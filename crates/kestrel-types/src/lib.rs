//! Shared types for the Kestrel agent runtime.
//!
//! This crate defines the canonical message shape, the streaming chunk shapes
//! exchanged between the model provider, the tool executor, and the agent
//! loop, plus the thread records used by the persistence layer.

pub mod event;
pub mod message;
pub mod stream;
pub mod thread;
pub mod wire;

pub use event::{AgentDone, AgentEvent, ChatCompletionChunk, ChunkChoice, ChunkDelta, DoneReason};
pub use message::{ContentPart, Message, MessageContent, Role, ToolCall, ToolCallFunction};
pub use stream::{
    FunctionDelta, StreamChunk, ToolCallDelta, ToolDefinition, ToolResult, ToolResultChunk,
};
pub use thread::{Thread, ThreadConfig, VirtualKeys};
pub use wire::{AgentRunRequest, ChatCompletionRequest, CreateThreadRequest};

/// Error for malformed input messages.
#[derive(Debug, Clone, thiserror::Error)]
pub enum ValidationError {
    /// The request carried no messages at all.
    #[error("message list is empty")]
    EmptyMessages,

    /// A message violated the well-formedness rules of its role.
    #[error("malformed message at index {index}: {reason}")]
    MalformedMessage {
        /// Position of the offending message.
        index: usize,
        /// Why it is malformed.
        reason: String,
    },
}

/// Validate a message list before handing it to a provider.
///
/// A message is well-formed iff: role=tool implies `tool_call_id` is set, and
/// an assistant message with tool calls has a non-empty id on every call.
pub fn validate_messages(messages: &[Message]) -> Result<(), ValidationError> {
    if messages.is_empty() {
        return Err(ValidationError::EmptyMessages);
    }

    for (index, msg) in messages.iter().enumerate() {
        if msg.role == Role::Tool && msg.tool_call_id.is_none() {
            return Err(ValidationError::MalformedMessage {
                index,
                reason: "tool message without tool_call_id".to_string(),
            });
        }
        if msg.role == Role::Assistant {
            if let Some(calls) = &msg.tool_calls {
                if calls.iter().any(|c| c.id.is_empty()) {
                    return Err(ValidationError::MalformedMessage {
                        index,
                        reason: "assistant tool call with empty id".to_string(),
                    });
                }
            }
        }
    }

    Ok(())
}

#[cfg(test)]
mod tests {
    use super::*;

    #[test]
    fn test_validate_empty() {
        assert!(matches!(
            validate_messages(&[]),
            Err(ValidationError::EmptyMessages)
        ));
    }

    #[test]
    fn test_validate_tool_without_call_id() {
        let messages = vec![Message::user("hi"), Message {
            role: Role::Tool,
            content: Some(MessageContent::Text("out".into())),
            name: None,
            tool_calls: None,
            tool_call_id: None,
        }];
        assert!(matches!(
            validate_messages(&messages),
            Err(ValidationError::MalformedMessage { index: 1, .. })
        ));
    }

    #[test]
    fn test_validate_ok() {
        let messages = vec![
            Message::system("be helpful"),
            Message::user("hi"),
            Message::assistant("hello"),
        ];
        assert!(validate_messages(&messages).is_ok());
    }
}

● **Assignment**:
Find "if msg.role == Role::Tool" in the entries above and copy that whole line exactly, then each line after it through the line that contains "if let Some(calls)".

● **Solution to this exercise**:
        if msg.role == Role::Tool && msg.tool_call_id.is_none() {
            return Err(ValidationError::MalformedMessage {
                index,
                reason: "tool message without tool_call_id".to_string(),
            });
        }
        if msg.role == Role::Assistant {
            if let Some(calls) = &msg.tool_calls {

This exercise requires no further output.